Les enfants de Bethléem, Russie 1937
Traduction Laurence Guillon

La question de Dostoïevski : une larme d’enfant vaut-elle tous les biens du monde est souvent évoquée maintenant au sujet de la loi de Dima Iakovlev. D’où viennent les pensionnaires des orphelinats ? Comment s’est formé tout ce système ?

Il s’est développé en Russie non après la guerre, comme il convient de le croire, les refuges ont servi à des orphelins dont les parents étaient vivants, les enfants des ennemis du peuple. C’est alors que furent imaginés la pratique de changer les prénoms et le secret de l’adoption. Les documents historiques sur cette période ne sont pas actuellement en faveur, mais l’un d’eux m’est tombé par hasard entre les mains aujourd’hui.

Je mets de l’ordre dans les archives familiales, je lis ce qu’à écrit mon grand-père, arrêté en 1937. L’une de ces notes est consacrée à un fait historique peu connu, la révolte enfantine de Sverdlovsk en 1937.

* * *
A partir de juillet 1937, à Sverdlovsk, les arrestations s’intensifièrent. Les femmes des détenus commencèrent à arriver en prison, on les prit un peu plus tard que leurs époux.
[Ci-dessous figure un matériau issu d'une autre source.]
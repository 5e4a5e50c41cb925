// # Design State
//
// Mutable accumulator of design entities gathered across one or more
// ingestion calls.
//
// ## Purpose
//
// Every entity is keyed by (kind, name). Adding an entity whose identity is
// already present replaces the earlier value in place, so later documents
// refine earlier ones and two values never coexist under one identity.
//
// ## Ordering
//
// Each kind keeps declaration order: the position of an identity is where it
// was first added, even after it is replaced. Validators rely on this for
// deterministic output.
//
// ## Lifecycle
//
// A `DesignState` is a builder. `finalize()` consumes it and produces the
// immutable `SiteDesign`; nothing can observe or mutate it afterwards.

mod collection;

use crate::model::{
    BaremetalNode, EntityKind, HardwareProfile, HostProfile, Network, NetworkLink, Site,
};
use crate::orchestrator::{ResolutionStatus, SiteDesign};
use crate::Result;

pub(crate) use collection::Collection;

/// Accumulated, not yet resolved, design entities
///
/// # Example
///
/// ```rust
/// use drydock_core::model::{Network, EntityKind};
/// use drydock_core::DesignState;
///
/// let mut state = DesignState::new();
/// state.add_network(Network::new("mgmt", "10.0.0.0/24".parse().unwrap()));
/// let previous = state.add_network(Network::new("mgmt", "10.0.1.0/24".parse().unwrap()));
///
/// assert!(previous.is_some());
/// assert_eq!(state.count(EntityKind::Network), 1);
/// ```
#[derive(Debug, Clone, Default)]
pub struct DesignState {
    sites: Collection<Site>,
    networks: Collection<Network>,
    network_links: Collection<NetworkLink>,
    host_profiles: Collection<HostProfile>,
    hardware_profiles: Collection<HardwareProfile>,
    baremetal_nodes: Collection<BaremetalNode>,
}

impl DesignState {
    /// Create a new empty design state
    pub fn new() -> Self {
        Self::default()
    }

    /// Upsert a site, returning the value it replaced
    pub fn add_site(&mut self, site: Site) -> Option<Site> {
        self.sites.upsert(site)
    }

    /// Upsert a network, returning the value it replaced
    pub fn add_network(&mut self, network: Network) -> Option<Network> {
        self.networks.upsert(network)
    }

    /// Upsert a network link, returning the value it replaced
    pub fn add_network_link(&mut self, link: NetworkLink) -> Option<NetworkLink> {
        self.network_links.upsert(link)
    }

    /// Upsert a host profile, returning the value it replaced
    pub fn add_host_profile(&mut self, profile: HostProfile) -> Option<HostProfile> {
        self.host_profiles.upsert(profile)
    }

    /// Upsert a hardware profile, returning the value it replaced
    pub fn add_hardware_profile(&mut self, profile: HardwareProfile) -> Option<HardwareProfile> {
        self.hardware_profiles.upsert(profile)
    }

    /// Upsert a bare-metal node, returning the value it replaced
    pub fn add_baremetal_node(&mut self, node: BaremetalNode) -> Option<BaremetalNode> {
        self.baremetal_nodes.upsert(node)
    }

    /// Number of entities of one kind
    pub fn count(&self, kind: EntityKind) -> usize {
        match kind {
            EntityKind::Site => self.sites.len(),
            EntityKind::Network => self.networks.len(),
            EntityKind::NetworkLink => self.network_links.len(),
            EntityKind::HostProfile => self.host_profiles.len(),
            EntityKind::HardwareProfile => self.hardware_profiles.len(),
            EntityKind::BaremetalNode => self.baremetal_nodes.len(),
        }
    }

    /// Whether an entity with this identity has been added
    pub fn contains(&self, kind: EntityKind, name: &str) -> bool {
        match kind {
            EntityKind::Site => self.sites.contains(name),
            EntityKind::Network => self.networks.contains(name),
            EntityKind::NetworkLink => self.network_links.contains(name),
            EntityKind::HostProfile => self.host_profiles.contains(name),
            EntityKind::HardwareProfile => self.hardware_profiles.contains(name),
            EntityKind::BaremetalNode => self.baremetal_nodes.contains(name),
        }
    }

    /// Total number of entities across all kinds
    pub fn len(&self) -> usize {
        EntityKind::ALL.iter().map(|k| self.count(*k)).sum()
    }

    /// Check if the state is empty
    pub fn is_empty(&self) -> bool {
        self.len() == 0
    }

    /// Resolve the accumulated entities into an immutable site design
    ///
    /// See [`crate::orchestrator::resolve`] for the resolution pipeline.
    pub fn finalize(self) -> Result<(ResolutionStatus, SiteDesign)> {
        crate::orchestrator::resolve(self)
    }

    pub(crate) fn sites(&self) -> &Collection<Site> {
        &self.sites
    }

    pub(crate) fn networks(&self) -> &Collection<Network> {
        &self.networks
    }

    pub(crate) fn network_links(&self) -> &Collection<NetworkLink> {
        &self.network_links
    }

    pub(crate) fn host_profiles(&self) -> &Collection<HostProfile> {
        &self.host_profiles
    }

    pub(crate) fn hardware_profiles(&self) -> &Collection<HardwareProfile> {
        &self.hardware_profiles
    }

    pub(crate) fn baremetal_nodes(&self) -> &Collection<BaremetalNode> {
        &self.baremetal_nodes
    }
}
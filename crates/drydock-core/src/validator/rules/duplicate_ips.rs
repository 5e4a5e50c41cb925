use super::or_success;
use crate::model::EntityKind;
use crate::orchestrator::SiteDesign;
use crate::validator::ValidationMessage;
use std::collections::HashMap;
use std::net::IpAddr;

pub const NAME: &str = "no_duplicate_ips_check";

/// No static address is assigned to two different nodes
pub fn no_duplicate_ips_check(design: &SiteDesign) -> Vec<ValidationMessage> {
    let mut messages = Vec::new();
    let mut owners: HashMap<IpAddr, &str> = HashMap::new();

    for node in design.baremetal_nodes() {
        for ip in node.addressing.iter().filter_map(|a| a.address.static_ip()) {
            match owners.get(&ip) {
                Some(&owner) if owner != node.name => {
                    messages.push(ValidationMessage::error(
                        format!(
                            "Duplicate IP Error: Address {} is already assigned to BaremetalNode {}; on BaremetalNode {}",
                            ip, owner, node.name
                        ),
                        EntityKind::BaremetalNode,
                        &node.name,
                    ));
                }
                Some(_) => {}
                None => {
                    owners.insert(ip, &node.name);
                }
            }
        }
    }

    or_success(messages, "No Duplicate IPs")
}
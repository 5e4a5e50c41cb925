//! Design orchestrator
//!
//! The Orchestrator turns design references into an effective site design:
//! - Fetching each document through the [`SourceRegistry`]
//! - Ingesting it into a fresh [`DesignState`] via the configured plugin
//! - Resolving the accumulated state into a frozen [`SiteDesign`]
//!
//! ## Architecture
//!
//! ```text
//! design_ref ──▶ SourceRegistry ──▶ Ingester ──▶ DesignState
//!   (URI)          (fetch)          (plugin)       (accumulate)
//!                                                      │
//!                                                      ▼ finalize()
//!                                   (ResolutionStatus, SiteDesign)
//! ```
//!
//! The whole pipeline runs under `resolve_timeout_secs` and can be cancelled
//! through a oneshot channel.

mod design;
mod resolve;

pub use design::{ResolutionIssue, ResolutionStatus, SiteDesign};
pub use resolve::resolve;

use crate::config::OrchestratorConfig;
use crate::error::{Error, Result};
use crate::ingester::Ingester;
use crate::source::SourceRegistry;
use crate::state::DesignState;
use crate::traits::IngestParams;
use std::sync::Arc;
use std::time::Duration;
use tokio::sync::oneshot;
use tracing::{Instrument, Span, debug, info, warn};

/// Produces effective site designs from design references
///
/// ## Threading
///
/// Every call builds its own design state, so one orchestrator can serve
/// concurrent requests.
pub struct Orchestrator {
    ingester: Arc<Ingester>,
    sources: Arc<SourceRegistry>,
    config: OrchestratorConfig,
    span: Span,
}

impl Orchestrator {
    /// Create an orchestrator with the built-in design sources
    ///
    /// # Returns
    ///
    /// - `Ok(Orchestrator)`: Ready to resolve designs
    /// - `Err(Error::Config)`: Invalid configuration
    pub fn new(ingester: Arc<Ingester>, config: OrchestratorConfig) -> Result<Self> {
        config.validate()?;

        if !ingester.has_plugin(&config.plugin) {
            warn!(
                "Ingestion plugin {} is not enabled yet; design references will fail until it is",
                config.plugin
            );
        }

        Ok(Self {
            ingester,
            sources: Arc::new(SourceRegistry::with_defaults()),
            config,
            span: tracing::info_span!("orchestrator"),
        })
    }

    /// Use a different source registry
    pub fn with_sources(mut self, sources: Arc<SourceRegistry>) -> Self {
        self.sources = sources;
        self
    }

    /// Record under the given span instead of a fresh `orchestrator` span
    pub fn with_span(mut self, span: Span) -> Self {
        self.span = span;
        self
    }

    pub fn config(&self) -> &OrchestratorConfig {
        &self.config
    }

    /// Build the effective site design behind one design reference
    ///
    /// # Parameters
    ///
    /// - `design_ref`: Design reference URI, e.g. `file:///etc/drydock/site.yaml`
    ///
    /// # Returns
    ///
    /// - `Ok((ResolutionStatus, SiteDesign))`: The effective design
    /// - `Err(Error::Config)`: Unparseable reference or unsupported scheme
    /// - `Err(Error::Processing)`: Unreadable document or unresolvable design
    /// - `Err(Error::Timeout)`: Resolution exceeded `resolve_timeout_secs`
    pub async fn get_effective_site(&self, design_ref: &str) -> Result<(ResolutionStatus, SiteDesign)> {
        self.get_effective_site_from(&[design_ref]).await
    }

    /// Build one effective site design from several design references
    ///
    /// Documents are ingested in order into a single state, so a later
    /// document overrides entities of the same identity from earlier ones.
    pub async fn get_effective_site_from<S: AsRef<str>>(
        &self,
        design_refs: &[S],
    ) -> Result<(ResolutionStatus, SiteDesign)> {
        if design_refs.is_empty() {
            return Err(Error::invalid_argument("At least one design reference is required"));
        }

        let span = self.span.clone();
        let pipeline = self.build(design_refs).instrument(span);

        if self.config.resolve_timeout_secs == 0 {
            return pipeline.await;
        }

        let limit = Duration::from_secs(self.config.resolve_timeout_secs);
        tokio::time::timeout(limit, pipeline).await.map_err(|_| {
            Error::timeout(format!(
                "Site design resolution exceeded {}s",
                self.config.resolve_timeout_secs
            ))
        })?
    }

    /// Build the effective site design, giving up when `cancel` fires
    ///
    /// Dropping the sender does not cancel; only an explicit send does.
    ///
    /// # Returns
    ///
    /// - `Err(Error::Cancelled)`: The cancel signal arrived first
    /// - Otherwise as [`Orchestrator::get_effective_site`]
    pub async fn get_effective_site_with_cancel(
        &self,
        design_ref: &str,
        mut cancel: oneshot::Receiver<()>,
    ) -> Result<(ResolutionStatus, SiteDesign)> {
        let work = self.get_effective_site(design_ref);
        tokio::pin!(work);

        // A dropped sender yields Err and disables the cancel branch
        tokio::select! {
            result = &mut work => result,

            Ok(()) = &mut cancel => {
                info!("Site design resolution for {} cancelled", design_ref);
                Err(Error::cancelled(format!("Resolution of {} was cancelled", design_ref)))
            }
        }
    }

    async fn build<S: AsRef<str>>(&self, design_refs: &[S]) -> Result<(ResolutionStatus, SiteDesign)> {
        let mut state = DesignState::new();

        for design_ref in design_refs {
            let design_ref = design_ref.as_ref();
            let content = self.sources.fetch(design_ref).await?;

            let params = IngestParams::from_content(content).with_design_ref(design_ref);
            let summary = self
                .ingester
                .ingest_data(&self.config.plugin, Some(&mut state), &params)
                .await?;

            debug!(
                "Ingested {} entities from {} ({} replaced, {} dropped)",
                summary.total(),
                design_ref,
                summary.replaced,
                summary.dropped
            );
        }

        let (status, design) = state.finalize()?;

        match &status {
            ResolutionStatus::Resolved => info!("Resolved site design ({} entities)", design.entity_count()),
            ResolutionStatus::ResolvedWithIssues(issues) => {
                for issue in issues {
                    warn!("Resolution issue: {}", issue);
                }
                info!(
                    "Resolved site design ({} entities, {} issue(s))",
                    design.entity_count(),
                    issues.len()
                );
            }
        }

        Ok((status, design))
    }
}
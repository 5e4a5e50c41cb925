//! Minimal embedding example for drydock-core
//!
//! This example wires a custom design source and a custom ingestion plugin
//! into the orchestrator, then validates the effective design. Nothing here
//! depends on the `drydock` binary or on YAML.

use drydock_core::model::{
    AddressAssignment, BaremetalNode, DesignEntity, HostProfile, Network, NetworkLink, Site,
};
use drydock_core::source::SourceRegistry;
use drydock_core::traits::{DesignSource, IngestParams, IngesterPlugin, IngesterPluginFactory};
use drydock_core::validator::has_errors;
use drydock_core::{Error, Ingester, Orchestrator, OrchestratorConfig, Result, Validator};
use std::collections::HashMap;
use std::sync::Arc;
use url::Url;

/// In-process inventory keyed by the reference path
struct InventorySource {
    documents: HashMap<String, String>,
}

#[async_trait::async_trait]
impl DesignSource for InventorySource {
    fn scheme(&self) -> &str {
        "inventory"
    }

    async fn fetch(&self, design_ref: &Url) -> Result<String> {
        self.documents
            .get(design_ref.path())
            .cloned()
            .ok_or_else(|| Error::processing(format!("No inventory document at {}", design_ref)))
    }
}

/// Reads one entity per line:
///
/// ```text
/// site <name>
/// network <name> <cidr> <mtu>
/// link <name> <mtu> <network>[,<network>...]
/// profile <name>
/// node <name> <profile> [<network>=<address>...]
/// ```
struct LinePlugin;

impl LinePlugin {
    fn parse_line(line: &str) -> Result<DesignEntity> {
        let fields: Vec<&str> = line.split_whitespace().collect();
        let bad = || Error::processing(format!("Cannot parse inventory line '{}'", line));

        let entity = match fields.as_slice() {
            ["site", name] => Site::new(*name).into(),
            ["network", name, cidr, mtu] => Network::new(*name, cidr.parse()?)
                .with_mtu(mtu.parse().map_err(|_| bad())?)
                .into(),
            ["link", name, mtu, networks] => networks
                .split(',')
                .fold(
                    NetworkLink::new(*name).with_mtu(mtu.parse().map_err(|_| bad())?),
                    |link, network| link.allowing(network),
                )
                .into(),
            ["profile", name] => HostProfile::new(*name).into(),
            ["node", name, profile, addresses @ ..] => {
                let mut node = BaremetalNode::new(*name, *profile);
                for address in addresses {
                    let (network, ip) = address.split_once('=').ok_or_else(bad)?;
                    let assignment = match ip {
                        "dhcp" => AddressAssignment::Dhcp,
                        ip => AddressAssignment::Static(ip.parse().map_err(|_| bad())?),
                    };
                    node = node.with_address(network, assignment);
                }
                node.into()
            }
            _ => return Err(bad()),
        };

        Ok(entity)
    }
}

#[async_trait::async_trait]
impl IngesterPlugin for LinePlugin {
    fn name(&self) -> &str {
        "lines"
    }

    async fn ingest(&self, params: &IngestParams) -> Result<Vec<DesignEntity>> {
        let content = params
            .content
            .as_deref()
            .ok_or_else(|| Error::invalid_argument("lines plugin needs document content"))?;

        content
            .lines()
            .map(str::trim)
            .filter(|line| !line.is_empty() && !line.starts_with('#'))
            .map(Self::parse_line)
            .collect()
    }
}

const BASE: &str = "
site lab
network mgmt 10.23.1.0/24 1500
network storage 10.23.2.0/24 9000
link bond0 9000 mgmt,storage
profile defaults
node node01 defaults mgmt=10.23.1.10 storage=10.23.2.10
node node02 defaults mgmt=10.23.1.11 storage=dhcp
";

// Second node takes the first one's address and storage outgrows its link
const OVERLAY: &str = "
network storage 10.23.2.0/24 9216
node node02 defaults mgmt=10.23.1.10 storage=dhcp
";

#[tokio::main]
async fn main() -> Result<()> {
    tracing_subscriber::fmt()
        .with_max_level(tracing::Level::INFO)
        .with_writer(std::io::stderr)
        .init();

    println!("=== Embedded drydock-core Example ===\n");

    println!("1. Registering the inventory source and line plugin...");
    let sources = SourceRegistry::new();
    sources.register_source(Arc::new(InventorySource {
        documents: HashMap::from([
            ("base".to_string(), BASE.to_string()),
            ("overlay".to_string(), OVERLAY.to_string()),
        ]),
    }));

    let ingester = Ingester::new();
    let factory = || -> Result<Box<dyn IngesterPlugin>> { Ok(Box::new(LinePlugin)) };
    let enabled = ingester.enable_plugins(vec![Box::new(factory) as Box<dyn IngesterPluginFactory>])?;
    println!("   Enabled plugins: {:?}", enabled);

    let orchestrator = Orchestrator::new(
        Arc::new(ingester),
        OrchestratorConfig::default().with_plugin("lines"),
    )?
    .with_sources(Arc::new(sources));

    println!("2. Resolving inventory:base alone...");
    let (status, design) = orchestrator.get_effective_site("inventory:base").await?;
    report(&status, &design, &Validator::new().run_all(&design));

    println!("\n3. Resolving inventory:base with inventory:overlay...");
    let (status, design) = orchestrator
        .get_effective_site_from(&["inventory:base", "inventory:overlay"])
        .await?;
    let messages = Validator::new()
        .run_all_concurrent(Arc::new(design.clone()))
        .await?;
    report(&status, &design, &messages);

    println!("\n=== Embedding Successful ===");
    Ok(())
}

fn report(
    status: &drydock_core::ResolutionStatus,
    design: &drydock_core::SiteDesign,
    messages: &[drydock_core::ValidationMessage],
) {
    println!("   {} entities, status {:?}", design.entity_count(), status);
    for message in messages.iter().filter(|m| m.error) {
        println!("   [error] {}", message.message);
    }
    println!("   valid: {}", !has_errors(messages));
}
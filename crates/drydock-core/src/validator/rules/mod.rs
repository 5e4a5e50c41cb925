//! Built-in validation rules
//!
//! Every rule reports violations in declaration order, or a single success
//! message carrying its label when it finds nothing.

pub mod duplicate_ips;
pub mod hostname;
pub mod ip_locality;
pub mod mtu;
pub mod trunking;
pub mod unique_network;

use super::{FnRule, ValidationMessage};

/// Every built-in rule
pub fn builtin() -> Vec<FnRule> {
    vec![
        FnRule::new(mtu::NAME, mtu::mtu_rational),
        FnRule::new(unique_network::NAME, unique_network::unique_network_check),
        FnRule::new(trunking::NAME, trunking::network_trunking_rational),
        FnRule::new(ip_locality::NAME, ip_locality::ip_locality_check),
        FnRule::new(duplicate_ips::NAME, duplicate_ips::no_duplicate_ips_check),
        FnRule::new(hostname::NAME, hostname::hostname_validity),
    ]
}

/// Violations as found, or the rule's success message
fn or_success(messages: Vec<ValidationMessage>, label: &str) -> Vec<ValidationMessage> {
    if messages.is_empty() {
        vec![ValidationMessage::success(label)]
    } else {
        messages
    }
}
use super::or_success;
use crate::model::EntityKind;
use crate::orchestrator::SiteDesign;
use crate::validator::ValidationMessage;

pub const NAME: &str = "hostname_validity";

/// Node names are usable as RFC 1123 host names
pub fn hostname_validity(design: &SiteDesign) -> Vec<ValidationMessage> {
    let messages = design
        .baremetal_nodes()
        .iter()
        .filter_map(|node| {
            check_hostname(&node.name).err().map(|reason| {
                ValidationMessage::error(
                    format!("Hostname Error: {}; on BaremetalNode {}", reason, node.name),
                    EntityKind::BaremetalNode,
                    &node.name,
                )
            })
        })
        .collect();

    or_success(messages, "Hostname Validity")
}

fn check_hostname(hostname: &str) -> Result<(), String> {
    if hostname.is_empty() {
        return Err("Hostname cannot be empty".to_string());
    }

    // RFC 1035: 253 chars max
    if hostname.len() > 253 {
        return Err(format!("Hostname too long: {} chars (max 253)", hostname.len()));
    }

    for label in hostname.split('.') {
        if label.is_empty() {
            return Err("Hostname has an empty label".to_string());
        }

        if label.len() > 63 {
            return Err(format!("Label '{}' too long: {} chars (max 63)", label, label.len()));
        }

        if !label.chars().all(|c| c.is_ascii_alphanumeric() || c == '-') {
            return Err(format!(
                "Label '{}' contains invalid characters (letters, digits and hyphen only)",
                label
            ));
        }

        if label.starts_with('-') || label.ends_with('-') {
            return Err(format!("Label '{}' cannot start or end with a hyphen", label));
        }
    }

    Ok(())
}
On remit les enfants à des proches ou on les plaça dans des orphelinats, alors que leurs parents étaient en vie.

Les enfants de Bethléem, Russie 1937
Au début de septembre, par une chaude journée ensoleillée, toutes les fenêtres de notre cellule étaient ouvertes. Soudain, commencèrent à nous parvenir du dehors des voix d’enfants en pleurs. Tous se mirent, aux aguets, à prêter l’oreille. La déploration, tout d’abord sourde et faible, avec des variations de voix, se fit de plus en plus forte jusqu’à devenir un hurlement déchirant et désespéré avec des lamentations et des plaintes. La cellule se figea. Un sentiment intérieur inexplicable nous fit comprendre que cette déploration en concernait beaucoup.

Les sanglots d’enfants se mêlaient à la rumeur de la rue, mais de temps en temps, se détachaient des voix isolées. Soudain quelqu’un s’écria : « C’est la voix de ma Nadienka. C’est elle, c’est sûr ! » Un autre soupira. Tous restaient muets, avec des visages livides, dans les yeux assombris se lisaient l’impuissance, l’horreur et le désarroi. En chacun de nous l’angoisse pour son enfant se fichait comme une écharde. Aliocha et moi étions les plus jeunes et nous n’avions pas de famille. Il ne nous restait qu’à souffrir pour les autres, cela nous faisait mal de voir leur douleur.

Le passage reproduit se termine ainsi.